My Funeral Gondola
By Fiona Sze-Lorrain
Mãnoa Books, El Leon Literary Arts
Honolulu, Berkeley, 2013
Paper, 57 pages. $18.00
A Poet’s Gondola: Review by Zara Raab
For both the contemporary poet and Nobel Laureate Tomas Transtromer and the classical composer Franz Liszt, “Funeral Gondola” is a title alluding to Richard Wagner, whose body was ferried along the Venetian lagoon in 1885. Sze-Lorrain’s “Funeral Gondola,” she assures us, “has nothing to do // with Liszt /with Wagner / with Transtromer”, although the ghosts of these giants are bound to shadow the melodic lamentations of this poet, who is at home in several continents and cultures. Sze-Lorrain’s “Maestro” is not Wagner, but her ancient ancestor and countryman, the Chinese poet Li Po; his gondola takes the shape of a child’s paper boat she has made as a child in remembrance of him, a boat, that floats “away to the night sky where the painful moon hangs.” Sze-Lorrain’s gondola travels seas far from Venice, perhaps the Malacca Strait near the city-state of Singapore at the top of the Malay Peninsula, the country made up of dozens of islands where Sze-Lorrain was born. Her gondola, she tells us, “positions itself”
midway in a strait—so that shadows
in a trance
travel over it
Ghosts are bound to wander in and out of any book about funeral rites and death by a poet of Chinese ancestry. In Chinese culture, ghosts are supposed to take many forms depending on the manner of death; through them, some believe, a person may contact a dead ancestor. For Sze-Lorrain, any funeral ceremony must keep “the ghosts in mind”; they, who “sit like cats through the wake,” must be served cakes. Ghosts are good, too, for chasing away fears and can be invoked in thunderstorms to chase imaginary dogs on the rooftop, as they do in the poem “Lullaby.”

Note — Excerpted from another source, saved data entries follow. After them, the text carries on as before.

use super::SeaOrmStorage;
use crate::entity::invitations::{ActiveModel, Column, Entity as Invitations};
use crate::errors::{Result, VocademyError};
use crate::models::{
    PaginationInfo,
    invitations::{
        entities::Invitation,
        requests::{CreateInvitationRequest, InvitationListQuery},
        responses::InvitationListResponse,
    },
};
use sea_orm::{
    ActiveModelTrait, ColumnTrait, EntityTrait, PaginatorTrait, QueryFilter, QueryOrder, Set,
    sea_query::Expr,
};

impl SeaOrmStorage {
    /// 创建邀请，token 全局唯一
    pub async fn create_invitation_impl(
        &self,
        invited_by: i64,
        token: &str,
        req: CreateInvitationRequest,
    ) -> Result<Invitation> {
        let now = chrono::Utc::now().timestamp();

        let model = ActiveModel {
            token: Set(token.to_string()),
            email: Set(req.email),
            role: Set(req.role.to_string()),
            invited_by: Set(invited_by),
            used_at: Set(None),
            used_by: Set(None),
            created_at: Set(now),
            ..Default::default()
        };

        let result = model
            .insert(&self.db)
            .await
            .map_err(|e| VocademyError::database_operation(format!("创建邀请失败: {e}")))?;

        Ok(result.into_invitation())
    }

    /// 通过 ID 获取邀请
    pub async fn get_invitation_by_id_impl(&self, id: i64) -> Result<Option<Invitation>> {
        let result = Invitations::find_by_id(id)
            .one(&self.db)
            .await
            .map_err(|e| VocademyError::database_operation(format!("查询邀请失败: {e}")))?;

        Ok(result.map(|m| m.into_invitation()))
    }

    /// 通过 token 获取邀请
    pub async fn get_invitation_by_token_impl(&self, token: &str) -> Result<Option<Invitation>> {
        let result = Invitations::find()
            .filter(Column::Token.eq(token))
            .one(&self.db)
            .await
            .map_err(|e| VocademyError::database_operation(format!("查询邀请失败: {e}")))?;

        Ok(result.map(|m| m.into_invitation()))
    }

    /// 分页列出邀请，invited_by 为 Some 时收窄到该签发者
    pub async fn list_invitations_with_pagination_impl(
        &self,
        invited_by: Option<i64>,
        query: InvitationListQuery,
    ) -> Result<InvitationListResponse> {
        let page = query.pagination.page() as u64;
        let size = query.pagination.size() as u64;

        let mut select = Invitations::find();

        if let Some(invited_by) = invited_by {
            select = select.filter(Column::InvitedBy.eq(invited_by));
        }

        if let Some(used) = query.used {
            select = if used {
                select.filter(Column::UsedAt.is_not_null())
            } else {
                select.filter(Column::UsedAt.is_null())
            };
        }

        select = select.order_by_desc(Column::CreatedAt);

        let paginator = select.paginate(&self.db, size);
        let total = paginator
            .num_items()
            .await
            .map_err(|e| VocademyError::database_operation(format!("查询邀请总数失败: {e}")))?;

        let items = paginator
            .fetch_page(page - 1)
            .await
            .map_err(|e| VocademyError::database_operation(format!("查询邀请列表失败: {e}")))?;

        Ok(InvitationListResponse {
            items: items.into_iter().map(|m| m.into_invitation()).collect(),
            pagination: PaginationInfo::new(page as i64, size as i64, total as i64),
        })
    }

    /// 删除邀请
    ///
    /// used_at 条件保证已使用的邀请永远不会被删掉，即便上层校验被绕过。
    pub async fn delete_invitation_impl(&self, id: i64) -> Result<bool> {
        let result = Invitations::delete_many()
            .filter(Column::Id.eq(id))
            .filter(Column::UsedAt.is_null())
            .exec(&self.db)
            .await
            .map_err(|e| VocademyError::database_operation(format!("删除邀请失败: {e}")))?;

        Ok(result.rows_affected > 0)
    }

    /// 原子标记邀请已使用，单次兑换保证
    pub async fn mark_invitation_used_impl(&self, id: i64, used_by: i64) -> Result<bool> {
        let now = chrono::Utc::now().timestamp();

        let result = Invitations::update_many()
            .col_expr(Column::UsedAt, Expr::value(now))
            .col_expr(Column::UsedBy, Expr::value(used_by))
            .filter(Column::Id.eq(id))
            .filter(Column::UsedAt.is_null())
            .exec(&self.db)
            .await
            .map_err(|e| VocademyError::database_operation(format!("标记邀请使用失败: {e}")))?;

        Ok(result.rows_affected > 0)
    }
}
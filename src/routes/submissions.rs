use actix_web::{HttpRequest, HttpResponse, Result as ActixResult, web};

use crate::middlewares::{self, RequireJWT};
use crate::models::submissions::requests::{SubmissionListQuery, UpsertDraftRequest};
use crate::models::{ApiResponse, ErrorCode, error_response};
use crate::services::submissions::SubmissionService;

// 保存/合并草稿
pub async fn upsert_draft(
    req: HttpRequest,
    service: web::Data<SubmissionService>,
    path: web::Path<i64>, // assignment_id
    body: web::Json<UpsertDraftRequest>,
) -> ActixResult<HttpResponse> {
    let actor = match RequireJWT::extract_actor(&req) {
        Some(a) => a,
        None => {
            return Ok(HttpResponse::Unauthorized().json(ApiResponse::error_empty(
                ErrorCode::Unauthorized,
                "无法获取用户信息",
            )));
        }
    };

    match service
        .upsert_draft(&actor, path.into_inner(), body.into_inner())
        .await
    {
        Ok(submission) => {
            Ok(HttpResponse::Ok().json(ApiResponse::success(submission, "草稿已保存")))
        }
        Err(e) => Ok(error_response(&e)),
    }
}

// 定稿提交
pub async fn submit(
    req: HttpRequest,
    service: web::Data<SubmissionService>,
    path: web::Path<i64>, // assignment_id
) -> ActixResult<HttpResponse> {
    let actor = match RequireJWT::extract_actor(&req) {
        Some(a) => a,
        None => {
            return Ok(HttpResponse::Unauthorized().json(ApiResponse::error_empty(
                ErrorCode::Unauthorized,
                "无法获取用户信息",
            )));
        }
    };

    match service.submit(&actor, path.into_inner()).await {
        Ok(submission) => {
            Ok(HttpResponse::Ok().json(ApiResponse::success(submission, "提交成功")))
        }
        Err(e) => Ok(error_response(&e)),
    }
}

// 获取提交详情（含评估与最终成绩）
pub async fn get_submission(
    req: HttpRequest,
    service: web::Data<SubmissionService>,
    path: web::Path<i64>,
) -> ActixResult<HttpResponse> {
    let actor = match RequireJWT::extract_actor(&req) {
        Some(a) => a,
        None => {
            return Ok(HttpResponse::Unauthorized().json(ApiResponse::error_empty(
                ErrorCode::Unauthorized,
                "无法获取用户信息",
            )));
        }
    };

    match service.get_detail(&actor, path.into_inner()).await {
        Ok(detail) => Ok(HttpResponse::Ok().json(ApiResponse::success(detail, "获取提交成功"))),
        Err(e) => Ok(error_response(&e)),
    }
}

// 提交列表（学生只看到自己的）
pub async fn list_submissions(
    req: HttpRequest,
    service: web::Data<SubmissionService>,
    query: web::Query<SubmissionListQuery>,
) -> ActixResult<HttpResponse> {
    let actor = match RequireJWT::extract_actor(&req) {
        Some(a) => a,
        None => {
            return Ok(HttpResponse::Unauthorized().json(ApiResponse::error_empty(
                ErrorCode::Unauthorized,
                "无法获取用户信息",
            )));
        }
    };

    match service.list_submissions(&actor, query.into_inner()).await {
        Ok(list) => Ok(HttpResponse::Ok().json(ApiResponse::success(list, "获取提交列表成功"))),
        Err(e) => Ok(error_response(&e)),
    }
}

// 配置路由
pub fn configure_submission_routes(cfg: &mut web::ServiceConfig) {
    cfg.service(
        web::scope("/api/v1/submissions")
            .wrap(middlewares::RequireJWT)
            .route("", web::get().to(list_submissions))
            .route("/{id}", web::get().to(get_submission)),
    );

    // 作业维度的提交路由：草稿与定稿都以 (assignment, student) 定位
    cfg.service(
        web::scope("/api/v1/assignments/{assignment_id}/submission")
            .wrap(middlewares::RequireJWT)
            .route("/draft", web::put().to(upsert_draft))
            .route("/submit", web::post().to(submit)),
    );
}
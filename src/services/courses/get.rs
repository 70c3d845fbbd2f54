use super::{CourseService, course_resource};
use crate::errors::Result;
use crate::models::courses::entities::Course;
use crate::policy::{Action, Actor, evaluate};
use crate::storage::ensure_found;

pub(super) async fn get_course(
    service: &CourseService,
    actor: &Actor,
    id: i64,
) -> Result<Course> {
    let course = ensure_found(service.storage.get_course_by_id(id).await?, "course")?;

    let resource = course_resource(service, actor, &course, false).await?;
    evaluate(actor, Action::Read, &resource).require("read course")?;

    Ok(course)
}
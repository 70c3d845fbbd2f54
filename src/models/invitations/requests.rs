use serde::Deserialize;
use ts_rs::TS;

use crate::models::common::pagination::PaginationQuery;
use crate::models::profiles::entities::ProfileRole;

/// 创建邀请
#[derive(Debug, Clone, Deserialize, TS)]
#[ts(export, export_to = "../frontend/src/types/generated/invitation.ts")]
pub struct CreateInvitationRequest {
    pub email: String,
    pub role: ProfileRole,
}

/// 兑换邀请（身份提供方回调，携带不透明 token）
#[derive(Debug, Clone, Deserialize, TS)]
#[ts(export, export_to = "../frontend/src/types/generated/invitation.ts")]
pub struct RedeemInvitationRequest {
    pub token: String,
    pub display_name: Option<String>,
}

/// 邀请列表查询
#[derive(Debug, Clone, Default, Deserialize, TS)]
#[ts(export, export_to = "../frontend/src/types/generated/invitation.ts")]
pub struct InvitationListQuery {
    #[serde(flatten)]
    pub pagination: PaginationQuery,
    pub used: Option<bool>,
}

Ghosts are part of a rural folklore quite foreign to modern and post-modern urban consciousness. One interpretation of the poems is as the struggle of an evolved urban consciousness to deal with the superstition and folkloric values of remote agrarian ancestors. Sze-Lorrain certainly views her ghosts as altogether “odd spirits,” the title of the second section, which opens with a lovely evocation of a remote harbor at night under a deep, starry sky, a poem called “Orion” one of the brightest of evening constellations. Stars are connected to astrology and soothsaying, and so, addressing Orion, the poet, who as a small child dreamed of becoming an astronaut, writes,
Before death the seer showed me how
you eluded mystery
Shadows may be ghostly, too, and spiritual. China’s culture of ghosts spread, apparently, far beyond the mainland to the Southeast Asia. In the poem “Javanese Wayang,” puppets tell their story from behind a transparent screen, which casts them as shadows. The poet advises: “Watch the shadows, not/ the puppets.” In “Monuments Against Sundown,” she says, “A man doesn’t walk with his ghosts. He walks with his shadow, the man who says no,” the dark self. Words, too, are shadowed by their origins and early meanings, the word “shadow,” itself originally meaning a darkness that provided shelter from light and heat.

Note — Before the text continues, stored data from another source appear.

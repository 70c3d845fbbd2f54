use super::{EnrollmentService, require_course_manager};
use crate::errors::Result;
use crate::models::enrollments::{
    requests::EnrollmentListQuery, responses::EnrollmentListResponse,
};
use crate::policy::Actor;

pub(super) async fn list_enrollments(
    service: &EnrollmentService,
    actor: &Actor,
    course_id: i64,
    query: EnrollmentListQuery,
) -> Result<EnrollmentListResponse> {
    require_course_manager(service, actor, course_id).await?;

    service
        .storage
        .list_enrollments_with_pagination(course_id, query)
        .await
}
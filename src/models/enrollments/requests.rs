use serde::Deserialize;
use ts_rs::TS;

use super::entities::{EnrollmentStatus, InstructorRole};
use crate::models::common::pagination::PaginationQuery;

/// 学生选课（由课程教师或管理员发起）
#[derive(Debug, Clone, Deserialize, TS)]
#[ts(export, export_to = "../frontend/src/types/generated/enrollment.ts")]
pub struct EnrollStudentRequest {
    pub student_id: i64,
}

/// 更新选课状态/进度
#[derive(Debug, Clone, Default, Deserialize, TS)]
#[ts(export, export_to = "../frontend/src/types/generated/enrollment.ts")]
pub struct UpdateEnrollmentRequest {
    pub status: Option<EnrollmentStatus>,
    pub progress: Option<f64>,
}

/// 指派授课教师
#[derive(Debug, Clone, Deserialize, TS)]
#[ts(export, export_to = "../frontend/src/types/generated/enrollment.ts")]
pub struct AssignInstructorRequest {
    pub instructor_id: i64,
    pub role: InstructorRole,
}

/// 课程成员列表查询
#[derive(Debug, Clone, Default, Deserialize, TS)]
#[ts(export, export_to = "../frontend/src/types/generated/enrollment.ts")]
pub struct EnrollmentListQuery {
    #[serde(flatten)]
    pub pagination: PaginationQuery,
    pub status: Option<EnrollmentStatus>,
}
use crate::models::profiles::entities::{ApprovalStatus, Profile, ProfileRole};

/// 发起请求的主体
#[derive(Debug, Clone)]
pub struct Actor {
    pub id: i64,
    pub role: ProfileRole,
    pub approval_status: ApprovalStatus,
}

impl Actor {
    pub fn is_admin(&self) -> bool {
        self.role == ProfileRole::Admin
    }

    pub fn is_approved(&self) -> bool {
        self.approval_status == ApprovalStatus::Approved
    }
}

impl From<&Profile> for Actor {
    fn from(profile: &Profile) -> Self {
        Self {
            id: profile.id,
            role: profile.role.clone(),
            approval_status: profile.approval_status.clone(),
        }
    }
}
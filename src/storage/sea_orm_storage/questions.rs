use super::SeaOrmStorage;
use crate::entity::questions::{ActiveModel, Column, Entity as Questions};
use crate::entity::submissions;
use crate::errors::{Result, VocademyError};
use crate::models::{
    PaginationInfo,
    questions::{
        entities::Question,
        requests::{CreateQuestionRequest, QuestionListQuery, UpdateQuestionRequest},
        responses::QuestionListResponse,
    },
};
use sea_orm::{
    ActiveModelTrait, ColumnTrait, EntityTrait, PaginatorTrait, QueryFilter, QueryOrder, Set,
};

impl SeaOrmStorage {
    /// 创建题目
    pub async fn create_question_impl(
        &self,
        creator_id: i64,
        req: CreateQuestionRequest,
    ) -> Result<Question> {
        let now = chrono::Utc::now().timestamp();

        let options = match req.options {
            Some(ref opts) => Some(serde_json::to_string(opts)?),
            None => None,
        };

        let model = ActiveModel {
            course_id: Set(req.course_id),
            creator_id: Set(creator_id),
            content: Set(req.content),
            question_type: Set(req.question_type.to_string()),
            rubric: Set(req.rubric),
            options: Set(options),
            created_at: Set(now),
            updated_at: Set(now),
            ..Default::default()
        };

        let result = model
            .insert(&self.db)
            .await
            .map_err(|e| VocademyError::database_operation(format!("创建题目失败: {e}")))?;

        Ok(result.into_question())
    }

    /// 通过 ID 获取题目
    pub async fn get_question_by_id_impl(&self, id: i64) -> Result<Option<Question>> {
        let result = Questions::find_by_id(id)
            .one(&self.db)
            .await
            .map_err(|e| VocademyError::database_operation(format!("查询题目失败: {e}")))?;

        Ok(result.map(|m| m.into_question()))
    }

    /// 分页列出题目
    pub async fn list_questions_with_pagination_impl(
        &self,
        query: QuestionListQuery,
    ) -> Result<QuestionListResponse> {
        let page = query.pagination.page() as u64;
        let size = query.pagination.size() as u64;

        let mut select = Questions::find();

        if query.global_only.unwrap_or(false) {
            select = select.filter(Column::CourseId.is_null());
        } else if let Some(course_id) = query.course_id {
            select = select.filter(Column::CourseId.eq(course_id));
        }

        select = select.order_by_desc(Column::CreatedAt);

        let paginator = select.paginate(&self.db, size);
        let total = paginator
            .num_items()
            .await
            .map_err(|e| VocademyError::database_operation(format!("查询题目总数失败: {e}")))?;

        let items = paginator
            .fetch_page(page - 1)
            .await
            .map_err(|e| VocademyError::database_operation(format!("查询题目列表失败: {e}")))?;

        Ok(QuestionListResponse {
            items: items.into_iter().map(|m| m.into_question()).collect(),
            pagination: PaginationInfo::new(page as i64, size as i64, total as i64),
        })
    }

    /// 更新题目（题型不可变规则由服务层校验）
    pub async fn update_question_impl(
        &self,
        id: i64,
        update: UpdateQuestionRequest,
    ) -> Result<Option<Question>> {
        let existing = self.get_question_by_id_impl(id).await?;
        if existing.is_none() {
            return Ok(None);
        }

        let now = chrono::Utc::now().timestamp();

        let mut model = ActiveModel {
            id: Set(id),
            updated_at: Set(now),
            ..Default::default()
        };

        if let Some(content) = update.content {
            model.content = Set(content);
        }

        if let Some(question_type) = update.question_type {
            model.question_type = Set(question_type.to_string());
        }

        if let Some(rubric) = update.rubric {
            model.rubric = Set(Some(rubric));
        }

        if let Some(ref options) = update.options {
            model.options = Set(Some(serde_json::to_string(options)?));
        }

        model
            .update(&self.db)
            .await
            .map_err(|e| VocademyError::database_operation(format!("更新题目失败: {e}")))?;

        self.get_question_by_id_impl(id).await
    }

    /// 删除题目
    pub async fn delete_question_impl(&self, id: i64) -> Result<bool> {
        let result = Questions::delete_by_id(id)
            .exec(&self.db)
            .await
            .map_err(|e| VocademyError::database_operation(format!("删除题目失败: {e}")))?;

        Ok(result.rows_affected > 0)
    }

    /// 是否已有提交作答引用该题目
    ///
    /// answers 列是 question_id 为键的 JSON 对象，键序列化后形如 `"42":`，
    /// 用 LIKE 匹配键串即可，无需解析全部提交。
    pub async fn question_has_answers_impl(&self, question_id: i64) -> Result<bool> {
        let key_pattern = format!("\"{question_id}\":");

        let count = submissions::Entity::find()
            .filter(submissions::Column::Answers.contains(&key_pattern))
            .count(&self.db)
            .await
            .map_err(|e| VocademyError::database_operation(format!("查询题目引用失败: {e}")))?;

        Ok(count > 0)
    }
}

In “Still in the Night Fields of Hokkaido” the poet goes with her camera at night to a field in the northern-most island of Japan, Hokkaido. Here a dreamy landscape, exquisitely described, becomes “an unwinged sea of lamps”—suggesting fireflies, although there is “inattentive rain,” so perhaps the lamps are the starlight filtering through the droplets of rain. Sze-Lorrain’s sensitivity to the natural, concrete world meets a more ancient, mythic understanding, for suddenly she hears the––crickets, triumphant, playful, and joyous in their song. In this night terrain, she tells us, “Crickets question// twice”––
They register an air
between real and improvised time.
finish my line. Nature suddenly
feels so foreign
Crickets are not only part of nature, they participate in an ancient symbolism. (Who can forget the role of the cricket in Bertolucci’s The Last Emperor?) One studies them as a naturalist, but this is not their whole story. Sze-Lorrain’s empirically minded, Western, questioning and questing self––represented here by her camera––breaks. She begins another line about the crickets, but she is not able to finish it.
“After the Moon,” a short lyrical meditation on the world’s mirrors of oblivion and guests in their disguises, expresses Sze-Lorrain’s solitude, an unalterable condition of life that she accepts, moving forward without false constraints but with the curiosity of a scientist.
So many shadows,
so few ghosts––I am lonely
in this imperfect end.
“Sixteen Lines, Autumn 2010,” the prequel to the 35 poems of this book-length meditation on the ambiguities of life and death, present and past, begins simply, “In past autumns, I saw the world differently” and ends:
Look: a long sundown.
No more black and white.
The word “white” itself once referred to fresh snow or salt, anything full of brightness or light, and the Chinese often consider Caucasians (“whites”) as “ghosts.” Ghosts are neither quite dead nor quite alive, shadows, too, are ambiguous, neither white nor black. The past keeps reappearing in and shadowing the present, and the living sometimes seem to live on only in a dead past. In the dense and intriguing “Visitor,” she recounts how her Shanghai grandmother, when asked about her early life in Communist China, answers with a single word: “Hungry.”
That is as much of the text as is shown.